Exercise goal: Pull every line containing the word "crate" from the records.

Data for the task:
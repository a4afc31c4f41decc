// ABOUTME: Partitions day-keyed values into contiguous calendar-aligned buckets with labels
// ABOUTME: Monday weeks and fortnights, calendar months and quarters, raw per-day passthrough
//
// SPDX-License-Identifier: MIT OR Apache-2.0
// Copyright (c) 2025 Liftbook

//! Calendar bucketing.
//!
//! The grid always starts at the first day of the calendar unit containing
//! the window start (for weeks and fortnights that extends the window
//! backward to a Monday, so the head bucket is never a truncated partial
//! week) and runs bucket by bucket until the unit containing "today", whose
//! end is clipped to today. Buckets are therefore contiguous, non-overlapping
//! and ascending by construction, covering `[effective_start, today]` exactly.

use std::collections::BTreeMap;

use chrono::{Datelike, Duration, NaiveDate};

use crate::calendar;
use crate::timeframe::TrendInterval;

/// One calendar-aligned span and the day-keyed values falling inside it.
#[derive(Debug, Clone, PartialEq)]
pub struct DateBucket<V> {
    /// First calendar day of the span.
    pub start: NaiveDate,
    /// Last calendar day of the span, clipped to today for the tail bucket.
    pub end: NaiveDate,
    /// Unclipped span width in days: 7 for weeks, 14 for fortnights, the
    /// month or quarter length otherwise, 1 in per-day mode.
    pub nominal_days: i64,
    /// Display label for the span.
    pub label: String,
    /// `(day, value)` pairs inside the span, ascending by day.
    pub days: Vec<(NaiveDate, V)>,
}

/// Partition `day_values` into ordered buckets covering the window.
///
/// `TrendInterval::All` skips grid building entirely: each present day
/// becomes its own single-day bucket and no empty days are filled in. The
/// grid intervals emit every bucket of the span, empty or not; whether empty
/// buckets survive into the final series is the calling aggregator's policy.
///
/// Values dated outside `[effective_start, today]` are silently dropped.
#[must_use]
pub fn partition<V>(
    day_values: BTreeMap<NaiveDate, V>,
    window_start: NaiveDate,
    today: NaiveDate,
    interval: TrendInterval,
) -> Vec<DateBucket<V>> {
    if window_start > today {
        return Vec::new();
    }
    if interval == TrendInterval::All {
        return per_day_buckets(day_values, window_start, today);
    }
    let mut grid = build_grid(window_start, today, interval);
    fill_grid(&mut grid, day_values);
    grid
}

/// `"YYYY-MM-DD"` label for single-day points.
#[must_use]
pub fn day_label(day: NaiveDate) -> String {
    day.format("%Y-%m-%d").to_string()
}

fn per_day_buckets<V>(
    day_values: BTreeMap<NaiveDate, V>,
    window_start: NaiveDate,
    today: NaiveDate,
) -> Vec<DateBucket<V>> {
    day_values
        .into_iter()
        .filter(|(day, _)| *day >= window_start && *day <= today)
        .map(|(day, value)| DateBucket {
            start: day,
            end: day,
            nominal_days: 1,
            label: day_label(day),
            days: vec![(day, value)],
        })
        .collect()
}

fn build_grid<V>(
    window_start: NaiveDate,
    today: NaiveDate,
    interval: TrendInterval,
) -> Vec<DateBucket<V>> {
    let mut cursor = match interval {
        TrendInterval::Week | TrendInterval::Fortnight => calendar::week_start(window_start),
        TrendInterval::Month => calendar::month_start(window_start),
        TrendInterval::Quarter => calendar::quarter_start(window_start),
        TrendInterval::All => return Vec::new(),
    };
    let mut buckets = Vec::new();
    while cursor <= today {
        let grid_end = match interval {
            TrendInterval::Week => cursor + Duration::days(6),
            TrendInterval::Fortnight => cursor + Duration::days(13),
            TrendInterval::Month => calendar::month_end(cursor),
            TrendInterval::Quarter => calendar::quarter_end(cursor),
            TrendInterval::All => cursor,
        };
        let end = grid_end.min(today);
        buckets.push(DateBucket {
            start: cursor,
            end,
            nominal_days: (grid_end - cursor).num_days() + 1,
            label: bucket_label(interval, cursor, end),
            days: Vec::new(),
        });
        cursor = grid_end + Duration::days(1);
    }
    buckets
}

fn bucket_label(interval: TrendInterval, start: NaiveDate, end: NaiveDate) -> String {
    match interval {
        TrendInterval::Week | TrendInterval::Fortnight => {
            format!("{} ~ {}", start.format("%m-%d"), end.format("%m-%d"))
        }
        TrendInterval::Month => start.format("%Y-%m").to_string(),
        TrendInterval::Quarter => format!("{}-Q{}", start.year(), calendar::quarter_of(start)),
        TrendInterval::All => day_label(start),
    }
}

/// Single ascending pass: the map and the grid are both ordered, so each day
/// is offered to buckets in turn until one whose end reaches it takes it.
fn fill_grid<V>(grid: &mut [DateBucket<V>], day_values: BTreeMap<NaiveDate, V>) {
    let mut days = day_values.into_iter().peekable();
    for bucket in grid {
        while let Some((day, value)) = days.next_if(|(day, _)| *day <= bucket.end) {
            if day >= bucket.start {
                bucket.days.push((day, value));
            }
        }
    }
}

Answer box:
use crate::calendar;
use crate::timeframe::TrendInterval;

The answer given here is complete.